▶ Aim of the exercise
Those lines of the following listing which contain the string "demo" should be returned.
=== Section Start ===
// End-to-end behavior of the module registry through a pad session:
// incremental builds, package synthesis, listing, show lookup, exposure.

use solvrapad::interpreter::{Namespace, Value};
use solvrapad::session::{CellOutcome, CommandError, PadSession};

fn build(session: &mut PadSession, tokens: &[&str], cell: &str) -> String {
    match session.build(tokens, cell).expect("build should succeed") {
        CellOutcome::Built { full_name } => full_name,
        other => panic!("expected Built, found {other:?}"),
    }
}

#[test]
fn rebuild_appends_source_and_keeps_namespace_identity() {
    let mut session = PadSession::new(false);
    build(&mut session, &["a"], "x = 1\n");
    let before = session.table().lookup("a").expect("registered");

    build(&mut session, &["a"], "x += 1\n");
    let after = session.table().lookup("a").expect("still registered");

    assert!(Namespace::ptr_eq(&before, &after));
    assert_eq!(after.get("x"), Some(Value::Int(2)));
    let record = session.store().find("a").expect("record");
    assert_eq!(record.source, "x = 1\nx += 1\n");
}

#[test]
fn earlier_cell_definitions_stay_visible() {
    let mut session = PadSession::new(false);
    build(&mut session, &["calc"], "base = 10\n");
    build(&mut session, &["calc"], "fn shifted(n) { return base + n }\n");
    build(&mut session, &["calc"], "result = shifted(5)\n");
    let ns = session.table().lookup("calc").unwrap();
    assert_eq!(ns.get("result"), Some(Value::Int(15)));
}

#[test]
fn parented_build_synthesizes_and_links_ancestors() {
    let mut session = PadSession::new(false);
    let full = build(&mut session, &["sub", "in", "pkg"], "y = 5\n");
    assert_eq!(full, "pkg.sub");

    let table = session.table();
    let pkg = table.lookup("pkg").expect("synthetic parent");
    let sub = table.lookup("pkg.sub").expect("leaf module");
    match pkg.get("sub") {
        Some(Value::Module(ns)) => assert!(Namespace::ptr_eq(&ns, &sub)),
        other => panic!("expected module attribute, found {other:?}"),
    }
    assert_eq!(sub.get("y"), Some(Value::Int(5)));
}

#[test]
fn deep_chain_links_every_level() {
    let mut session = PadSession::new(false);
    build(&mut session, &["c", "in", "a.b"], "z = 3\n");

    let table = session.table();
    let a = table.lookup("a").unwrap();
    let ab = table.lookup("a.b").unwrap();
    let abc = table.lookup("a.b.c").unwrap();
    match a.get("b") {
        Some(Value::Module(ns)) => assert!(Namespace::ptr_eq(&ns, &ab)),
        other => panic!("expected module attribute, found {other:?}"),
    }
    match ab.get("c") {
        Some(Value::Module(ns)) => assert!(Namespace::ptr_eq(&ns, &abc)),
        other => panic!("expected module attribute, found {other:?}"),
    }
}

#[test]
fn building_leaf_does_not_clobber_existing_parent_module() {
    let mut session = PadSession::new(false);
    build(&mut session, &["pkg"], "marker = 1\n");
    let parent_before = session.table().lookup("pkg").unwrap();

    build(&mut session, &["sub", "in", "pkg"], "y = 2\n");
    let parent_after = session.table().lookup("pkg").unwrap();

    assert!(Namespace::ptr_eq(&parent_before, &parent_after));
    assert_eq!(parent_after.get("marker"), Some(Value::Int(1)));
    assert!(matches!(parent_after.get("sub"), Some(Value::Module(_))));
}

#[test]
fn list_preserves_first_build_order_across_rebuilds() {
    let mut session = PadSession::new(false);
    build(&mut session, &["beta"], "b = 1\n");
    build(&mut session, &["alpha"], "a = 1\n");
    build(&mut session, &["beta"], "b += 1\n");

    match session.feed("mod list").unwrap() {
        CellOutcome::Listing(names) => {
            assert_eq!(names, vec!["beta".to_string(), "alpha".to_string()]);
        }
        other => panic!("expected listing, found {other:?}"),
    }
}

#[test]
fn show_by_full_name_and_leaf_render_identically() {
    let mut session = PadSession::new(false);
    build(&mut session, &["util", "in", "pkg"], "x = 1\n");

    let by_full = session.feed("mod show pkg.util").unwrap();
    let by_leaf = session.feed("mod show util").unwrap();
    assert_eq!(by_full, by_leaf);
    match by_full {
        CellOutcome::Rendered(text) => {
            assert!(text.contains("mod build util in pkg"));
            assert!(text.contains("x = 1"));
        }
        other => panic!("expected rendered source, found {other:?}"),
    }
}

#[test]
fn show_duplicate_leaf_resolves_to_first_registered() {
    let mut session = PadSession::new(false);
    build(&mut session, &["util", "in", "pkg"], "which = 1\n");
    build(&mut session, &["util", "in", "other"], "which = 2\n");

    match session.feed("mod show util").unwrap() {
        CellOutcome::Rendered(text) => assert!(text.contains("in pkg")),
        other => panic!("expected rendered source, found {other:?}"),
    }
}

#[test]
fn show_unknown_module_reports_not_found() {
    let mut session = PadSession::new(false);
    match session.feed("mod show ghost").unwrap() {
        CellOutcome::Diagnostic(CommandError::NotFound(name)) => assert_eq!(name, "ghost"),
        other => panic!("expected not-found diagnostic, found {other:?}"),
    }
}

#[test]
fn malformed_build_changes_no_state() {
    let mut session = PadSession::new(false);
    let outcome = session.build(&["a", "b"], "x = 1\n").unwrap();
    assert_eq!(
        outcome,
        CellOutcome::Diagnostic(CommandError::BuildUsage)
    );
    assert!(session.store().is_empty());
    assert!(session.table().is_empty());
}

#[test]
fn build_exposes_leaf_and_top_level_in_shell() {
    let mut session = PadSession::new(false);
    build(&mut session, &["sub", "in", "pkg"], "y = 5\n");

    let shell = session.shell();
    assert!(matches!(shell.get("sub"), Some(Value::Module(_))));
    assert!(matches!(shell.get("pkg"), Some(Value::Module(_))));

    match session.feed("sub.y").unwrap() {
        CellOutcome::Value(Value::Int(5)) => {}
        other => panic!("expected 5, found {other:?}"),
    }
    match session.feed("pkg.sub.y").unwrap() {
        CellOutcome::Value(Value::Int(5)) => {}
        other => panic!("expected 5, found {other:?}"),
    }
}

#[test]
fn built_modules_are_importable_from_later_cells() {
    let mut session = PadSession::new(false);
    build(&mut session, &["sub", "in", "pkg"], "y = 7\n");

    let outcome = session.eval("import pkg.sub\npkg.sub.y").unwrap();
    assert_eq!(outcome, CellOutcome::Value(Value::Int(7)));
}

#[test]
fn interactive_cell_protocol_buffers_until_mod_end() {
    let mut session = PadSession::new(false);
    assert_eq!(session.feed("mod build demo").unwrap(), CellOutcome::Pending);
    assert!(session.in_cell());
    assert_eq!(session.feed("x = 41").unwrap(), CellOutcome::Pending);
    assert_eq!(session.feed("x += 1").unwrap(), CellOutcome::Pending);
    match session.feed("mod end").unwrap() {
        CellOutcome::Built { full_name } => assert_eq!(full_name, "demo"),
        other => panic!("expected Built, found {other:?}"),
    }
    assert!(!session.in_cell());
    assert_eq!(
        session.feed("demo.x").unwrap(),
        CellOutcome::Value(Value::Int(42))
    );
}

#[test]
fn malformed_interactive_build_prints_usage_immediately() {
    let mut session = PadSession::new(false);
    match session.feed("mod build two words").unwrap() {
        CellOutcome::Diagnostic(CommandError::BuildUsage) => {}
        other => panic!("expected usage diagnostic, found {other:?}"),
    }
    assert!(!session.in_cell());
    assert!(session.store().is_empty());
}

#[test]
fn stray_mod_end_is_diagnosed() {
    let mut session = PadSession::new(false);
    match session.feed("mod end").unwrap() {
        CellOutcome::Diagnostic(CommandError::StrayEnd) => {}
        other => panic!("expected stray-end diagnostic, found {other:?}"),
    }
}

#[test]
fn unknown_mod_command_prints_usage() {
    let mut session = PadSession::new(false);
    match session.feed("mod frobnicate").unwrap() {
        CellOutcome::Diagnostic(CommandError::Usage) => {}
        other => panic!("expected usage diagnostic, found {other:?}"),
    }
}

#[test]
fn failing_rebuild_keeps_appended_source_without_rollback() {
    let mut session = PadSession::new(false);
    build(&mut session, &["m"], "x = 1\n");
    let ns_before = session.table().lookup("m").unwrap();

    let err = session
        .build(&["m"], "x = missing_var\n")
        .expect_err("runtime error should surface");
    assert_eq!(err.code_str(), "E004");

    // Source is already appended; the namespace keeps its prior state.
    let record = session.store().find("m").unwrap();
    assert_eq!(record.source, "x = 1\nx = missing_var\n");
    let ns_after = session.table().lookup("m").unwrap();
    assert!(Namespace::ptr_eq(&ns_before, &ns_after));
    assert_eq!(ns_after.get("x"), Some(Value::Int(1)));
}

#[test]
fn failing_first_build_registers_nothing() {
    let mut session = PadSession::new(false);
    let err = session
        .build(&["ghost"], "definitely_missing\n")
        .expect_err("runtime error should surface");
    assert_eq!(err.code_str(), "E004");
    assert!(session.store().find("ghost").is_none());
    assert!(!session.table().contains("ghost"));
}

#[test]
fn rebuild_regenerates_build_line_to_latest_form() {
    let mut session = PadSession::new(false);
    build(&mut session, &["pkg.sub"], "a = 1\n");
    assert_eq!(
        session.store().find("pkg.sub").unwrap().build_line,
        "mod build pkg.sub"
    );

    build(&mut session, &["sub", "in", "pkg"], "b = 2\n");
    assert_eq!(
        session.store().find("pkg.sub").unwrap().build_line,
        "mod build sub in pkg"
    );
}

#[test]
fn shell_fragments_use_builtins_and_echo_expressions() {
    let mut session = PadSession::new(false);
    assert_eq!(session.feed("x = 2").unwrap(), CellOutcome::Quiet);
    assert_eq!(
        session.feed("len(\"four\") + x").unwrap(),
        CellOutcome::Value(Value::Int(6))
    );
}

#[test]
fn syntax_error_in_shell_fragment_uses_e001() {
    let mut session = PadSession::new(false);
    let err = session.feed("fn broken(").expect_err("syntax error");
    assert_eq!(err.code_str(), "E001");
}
=== Section End ===
▶ Written answer
    assert_eq!(session.feed("mod build demo").unwrap(), CellOutcome::Pending);
        CellOutcome::Built { full_name } => assert_eq!(full_name, "demo"),
        session.feed("demo.x").unwrap(),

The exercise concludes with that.